A NEW YEAR RESOLUTION THAT CAN SAVE LIVESFiled under General
Every year millions of people begin the new year making resolutions that often fall by the wayside several months later. This isn’t because people can’t keep their word. Rather, its simply because “life” takes over and people fall back into their normal routines.
Trust me, I’m the least qualified person to lecture anyone on this topic. Despite starting every year with the best of intentions, around every June I look back and wonder what happened to all those resolutions relating to exercise, personal development and healthier eating habits.
However, I’m here to tell you that this year I’ve made a resolution that I intend to keep! And of course, I wouldn’t be a lawyer if I didn’t try to persuade you to make and keep the same resolution.
This year, and every year afterwards, I intend to donate blood at least twice a year. It may seem like a simple thing, but you may be shocked to learn, as I was, that there is actually a huge shortage of blood available to people facing major medical issues.
The simple act of donating blood can save someone’s life and even benefit your own health. If the pandemic of 2020 taught me anything, it’s that life is precious and fragile. The “coronavirus” literally brought society to a standstill and has had a major impact that will be felt for years to come.

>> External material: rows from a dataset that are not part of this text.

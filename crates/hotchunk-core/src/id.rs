//! Chunk and module identifiers.
//!
//! Build systems assign either numeric indices or names; both appear in
//! payloads and manifests, and JSON object keys are always text. All-digit
//! keys are collapsed to the numeric form so `"0"` and `0` address the same
//! entry.

use std::fmt;

use serde::de::{self, Visitor};
use serde::{Deserialize, Deserializer, Serialize, Serializer};

macro_rules! define_id {
    ($(#[$meta:meta])* $name:ident) => {
        $(#[$meta])*
        #[derive(Debug, Clone, PartialEq, Eq, PartialOrd, Ord, Hash)]
        pub enum $name {
            /// Numeric id assigned by the build system.
            Index(u64),
            /// Named id.
            Name(String),
        }

        impl $name {
            /// Parses text the way object-key lookups treat ids: an
            /// all-digit string collapses to the numeric form.
            pub fn parse(s: &str) -> Self {
                if !s.is_empty() && s.bytes().all(|b| b.is_ascii_digit()) {
                    if let Ok(n) = s.parse::<u64>() {
                        return $name::Index(n);
                    }
                }
                $name::Name(s.to_string())
            }
        }

        impl fmt::Display for $name {
            fn fmt(&self, f: &mut fmt::Formatter<'_>) -> fmt::Result {
                match self {
                    $name::Index(n) => write!(f, "{}", n),
                    $name::Name(s) => write!(f, "{}", s),
                }
            }
        }

        impl From<u64> for $name {
            fn from(n: u64) -> Self {
                $name::Index(n)
            }
        }

        impl From<&str> for $name {
            fn from(s: &str) -> Self {
                $name::parse(s)
            }
        }

        impl From<String> for $name {
            fn from(s: String) -> Self {
                $name::parse(&s)
            }
        }

        impl Serialize for $name {
            fn serialize<S: Serializer>(&self, serializer: S) -> Result<S::Ok, S::Error> {
                match self {
                    $name::Index(n) => serializer.serialize_u64(*n),
                    $name::Name(s) => serializer.serialize_str(s),
                }
            }
        }

        impl<'de> Deserialize<'de> for $name {
            fn deserialize<D: Deserializer<'de>>(deserializer: D) -> Result<Self, D::Error> {
                struct IdVisitor;

                impl<'de> Visitor<'de> for IdVisitor {
                    type Value = $name;

                    fn expecting(&self, f: &mut fmt::Formatter<'_>) -> fmt::Result {
                        f.write_str("a non-negative integer or a string")
                    }

                    fn visit_u64<E: de::Error>(self, n: u64) -> Result<Self::Value, E> {
                        Ok($name::Index(n))
                    }

                    fn visit_i64<E: de::Error>(self, n: i64) -> Result<Self::Value, E> {
                        u64::try_from(n)
                            .map($name::Index)
                            .map_err(|_| E::custom("id must not be negative"))
                    }

                    fn visit_str<E: de::Error>(self, s: &str) -> Result<Self::Value, E> {
                        Ok($name::parse(s))
                    }
                }

                deserializer.deserialize_any(IdVisitor)
            }
        }
    };
}

define_id! {
    /// Identifies a deployable chunk.
    ChunkId
}

define_id! {
    /// Identifies a module delivered inside a chunk.
    ModuleId
}

#[cfg(test)]
mod tests {
    use super::*;

    #[test]
    fn digit_strings_collapse_to_index() {
        assert_eq!(ChunkId::parse("0"), ChunkId::Index(0));
        assert_eq!(ChunkId::parse("42"), ChunkId::Index(42));
        assert_eq!(ChunkId::parse("vendor"), ChunkId::Name("vendor".into()));
        assert_eq!(ChunkId::parse(""), ChunkId::Name(String::new()));
        // Mixed digits and letters stay names.
        assert_eq!(ChunkId::parse("4a"), ChunkId::Name("4a".into()));
    }

    #[test]
    fn json_numbers_and_strings_address_the_same_id() {
        let from_num: ChunkId = serde_json::from_str("3").unwrap();
        let from_str: ChunkId = serde_json::from_str("\"3\"").unwrap();
        assert_eq!(from_num, from_str);
    }

    #[test]
    fn map_keys_round_trip() {
        use std::collections::BTreeMap;
        let mut map: BTreeMap<ModuleId, u32> = BTreeMap::new();
        map.insert(ModuleId::Index(0), 1);
        map.insert(ModuleId::Name("app".into()), 2);
        let text = serde_json::to_string(&map).unwrap();
        let back: BTreeMap<ModuleId, u32> = serde_json::from_str(&text).unwrap();
        assert_eq!(back, map);
    }

    #[test]
    fn display_is_bare() {
        assert_eq!(ChunkId::Index(7).to_string(), "7");
        assert_eq!(ChunkId::Name("main".into()).to_string(), "main");
    }

    #[test]
    fn negative_ids_rejected() {
        assert!(serde_json::from_str::<ChunkId>("-1").is_err());
    }
}
//! Integration test: hot-update polling against the local test server.

mod common;

use std::sync::{Arc, Mutex};

use hotchunk_core::asset_path::AssetPaths;
use hotchunk_core::hot::{self, HotUpdateHub, ManifestError};
use hotchunk_core::id::{ChunkId, ModuleId};
use hotchunk_core::modules::{ModuleSource, ModuleStore};
use hotchunk_core::transport::{ChunkTransport, CurlTransport};

fn transport() -> Arc<dyn ChunkTransport> {
    Arc::new(CurlTransport::new())
}

#[tokio::test]
async fn missing_manifest_means_no_update() {
    let server = common::chunk_server::start();
    let paths = AssetPaths::new(server.url(), "current");
    let out = hot::check_manifest(transport(), &paths).await.unwrap();
    assert!(out.is_none());
    assert_eq!(server.hits("/current.hot-update.json"), 1);
}

#[tokio::test]
async fn published_update_is_downloaded_and_applied() {
    let server = common::chunk_server::start();
    server.route(
        "/current.hot-update.json",
        200,
        br#"{"h":"next","c":{"1":true}}"#,
    );
    server.route(
        "/1.current.hot-update.js",
        200,
        br#"{"id":1,"modules":{"10":"refreshed code"}}"#,
    );

    let paths = AssetPaths::new(server.url(), "current");
    let manifest = hot::check_manifest(transport(), &paths)
        .await
        .unwrap()
        .expect("update should be announced");
    assert_eq!(manifest.hash, "next");
    assert_eq!(manifest.updated_chunks(), vec![ChunkId::Index(1)]);

    let store = ModuleStore::new();
    store.insert(ModuleId::Index(10), ModuleSource::new("stale code"));

    let hub = HotUpdateHub::new();
    let observed = Arc::new(Mutex::new(Vec::new()));
    {
        let observed = Arc::clone(&observed);
        hub.add_listener(Arc::new(move |chunk, modules| {
            observed.lock().unwrap().push((chunk.clone(), modules.len()));
        }));
    }

    let applied = hot::download_update(
        transport(),
        &paths,
        &store,
        &hub,
        &ChunkId::Index(1),
    )
    .await
    .expect("update should apply");
    assert_eq!(applied, vec![ModuleId::Index(10)]);
    assert_eq!(
        store.get(&ModuleId::Index(10)).unwrap().source,
        "refreshed code"
    );
    assert_eq!(*observed.lock().unwrap(), vec![(ChunkId::Index(1), 1)]);

    // The next poll asks under the announced hash.
    let paths = paths.with_build_hash(manifest.hash);
    assert!(hot::check_manifest(transport(), &paths)
        .await
        .unwrap()
        .is_none());
    assert_eq!(server.hits("/next.hot-update.json"), 1);
}

#[tokio::test]
async fn malformed_manifest_is_a_parse_error() {
    let server = common::chunk_server::start();
    server.route("/current.hot-update.json", 200, b"not-json");
    let paths = AssetPaths::new(server.url(), "current");
    assert!(matches!(
        hot::check_manifest(transport(), &paths).await,
        Err(ManifestError::Parse { .. })
    ));
}

#[tokio::test]
async fn server_errors_fail_the_check() {
    let server = common::chunk_server::start();
    server.route("/current.hot-update.json", 500, b"");
    let paths = AssetPaths::new(server.url(), "current");
    match hot::check_manifest(transport(), &paths).await {
        Err(ManifestError::RequestFailed { status, .. }) => assert_eq!(status, 500),
        other => panic!("unexpected outcome: {:?}", other.map(|_| ())),
    }
}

This experience of living through a worldwide pandemic reinforced in my mind the principal that “we’re all in this life together” and we each have a responsibility to give back and help each other. While there are many ways to make meaningful contributions to one’s community, donating blood is one of the simplest and best ways to do so.
BLOOD IS A PRECIOUS COMMODITY IN SHORT SUPPLY
Did you know that in the United States approximately 100 people die every day as a result of a motor vehicle accident? Around 3 million people are required to get medical care each year as the result of a non-fatal motor vehicle accident.
A single car accident victim can require as many as 100 pints of blood. Given these statistics, it’s easy to understand the importance of hospitals having a steady and reliable supply of blood for transfusions. Historically there has been a shortage of blood available to injured persons in many communities. Add to the mix all the problems brought about by the coronavirus and hospitals are currently suffering from a critical shortage of blood.
Approximately 36,000 units of red blood cells are needed in the United States every day to meet the demands of accident victims, people who’ve sustained serious injuries and those facing various diseases. Without an adequate supply of blood available, many of these people could face death. Blood is not something that can be manufactured in a laboratory. It can only come from human donors. Therefore, it’s vital that people donate blood.
Donating blood is a very safe and painless process. A sterile needle is used for each donor and then discarded. The entire process of drawing blood generally takes no more than 30 minutes. A healthy person may donate red blood cells every 56 days. There are eight main types of blood: A+, A-. B+, B-, O+, O-, AB+ and AB-. Donating blood is an easy process. The American Red Cross is one of the leading blood donation centers and has locations throughout the United States.
Donating blood can literally save lives. When asked, most people that donate blood cite the desire to help others as the main motivating factor. One donation can help save the lives of up to three people. When you start to think about it this way, you quickly realize that donating blood is one of the best things you can do to help society and your fellow human beings.
DONATING BLOOD CAN BE GOOD FOR YOUR HEALTH
While the benefits of donating blood to the health of others is obvious, did you know that it can be good for your health as well? Donating blood can help lower the risk of cancer and help promote the overall well being of organs such as the heart and liver.
Additionally, when you donate blood, you cause your body to create new blood cells which replace the donated ones. The donation process stimulates the creation of new, fresh blood cells which replenishes the body.
Apart from the physical benefits of donating blood, there is also tremendous emotional satisfaction that comes with knowing you’re helping others. There is a Chinese saying that goes like this: “If you want happiness for an hour, take a nap. If you want happiness for a year, inherit a fortune. If you want happiness for a lifetime, help somebody.”
This ancient wisdom has been scientifically validated. But we don’t need a scientific study to prove the obvious that when you help someone, you’re engaging in something that connects you to the world and fellow man in a truly meaningful way.